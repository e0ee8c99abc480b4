//! Local greet/calculate unit; the tool it supplies depends on the configured operation.

use super::with_tool_parameters;
use crate::batch::{BatchUnit, Step};
use crate::host::{JsonObject, ParameterSource};
use crate::parameters::{ItemParameters, ParameterDecl, ParameterSet};
use crate::tool::schema::{FieldSpec, ToolArgumentSchema};
use crate::tool::{ToolDescriptor, ToolProvider, ToolUnit};
use flowunit_http_tools::HttpToolsError;
use flowunit_http_tools::semantics::MethodHints;
use serde_json::{Value, json};
use std::sync::Arc;

fn greet(name: &str) -> Value {
    json!({ "result": format!("Hello, {name}!") })
}

fn double(number: &Value) -> Result<Value, HttpToolsError> {
    if let Some(n) = number.as_i64()
        && let Some(doubled) = n.checked_mul(2)
    {
        return Ok(json!({ "result": doubled }));
    }
    number
        .as_f64()
        .map(|n| json!({ "result": n * 2.0 }))
        .ok_or_else(|| HttpToolsError::invalid(format!("'{number}' is not a number")))
}

pub struct MultiMode {
    params: ParameterSet,
}

impl MultiMode {
    #[must_use]
    pub fn new() -> Self {
        Self {
            params: ParameterSet::new(vec![
                ParameterDecl::options("operation", &["greet", "calculate"], "greet").required(),
                ParameterDecl::string("name", "").shown_for(&["greet"]),
                ParameterDecl::number("number", 0).shown_for(&["calculate"]),
            ]),
        }
    }
}

impl Default for MultiMode {
    fn default() -> Self {
        Self::new()
    }
}

impl BatchUnit for MultiMode {
    fn name(&self) -> &'static str {
        "multiMode"
    }

    fn parameters(&self) -> &ParameterSet {
        &self.params
    }

    fn prepare(&self, item: &ItemParameters<'_>) -> Result<Step, HttpToolsError> {
        match item.string("operation")?.as_str() {
            "calculate" => Ok(Step::local(double(&item.get("number")?)?)),
            _ => Ok(Step::local(greet(&item.string("name")?))),
        }
    }
}

impl ToolProvider for MultiMode {
    fn parameters(&self) -> &ParameterSet {
        &self.params
    }

    fn supply_tool(
        &self,
        parameters: &dyn ParameterSource,
    ) -> Result<Arc<dyn ToolUnit>, HttpToolsError> {
        let operation = with_tool_parameters(&self.params, parameters, |item| {
            item.string("operation")
        })?;

        let (op, name, description, field) = match operation.as_str() {
            "greet" => (
                Operation::Greet,
                "greet_tool",
                "Generates a greeting message",
                FieldSpec::string("name").describe("Person name to greet"),
            ),
            "calculate" => (
                Operation::Calculate,
                "calculate_tool",
                "Doubles the input number",
                FieldSpec::number("number").describe("Number to double"),
            ),
            other => {
                return Err(HttpToolsError::config(format!(
                    "unsupported operation for a tool: {other}"
                )));
            }
        };

        Ok(Arc::new(MultiModeTool {
            operation: op,
            descriptor: ToolDescriptor {
                name: name.into(),
                description: description.into(),
                schema: ToolArgumentSchema::new(vec![field.required()]),
                hints: MethodHints::local(),
            },
        }))
    }
}

#[derive(Debug, Clone, Copy)]
enum Operation {
    Greet,
    Calculate,
}

struct MultiModeTool {
    operation: Operation,
    descriptor: ToolDescriptor,
}

impl ToolUnit for MultiModeTool {
    fn descriptor(&self) -> &ToolDescriptor {
        &self.descriptor
    }

    fn prepare_call(&self, args: &JsonObject) -> Result<Step, HttpToolsError> {
        let result = match self.operation {
            Operation::Greet => greet(args.get("name").and_then(Value::as_str).unwrap_or_default()),
            Operation::Calculate => double(args.get("number").unwrap_or(&Value::Null))?,
        };
        Ok(Step::local(result))
    }
}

═══

Go over the data and return every line that includes the word "ParameterSet".

use crate::parameters::{ItemParameters, ParameterDecl, ParameterSet};
    params: ParameterSet,
            params: ParameterSet::new(vec![
    fn parameters(&self) -> &ParameterSet {
    fn parameters(&self) -> &ParameterSet {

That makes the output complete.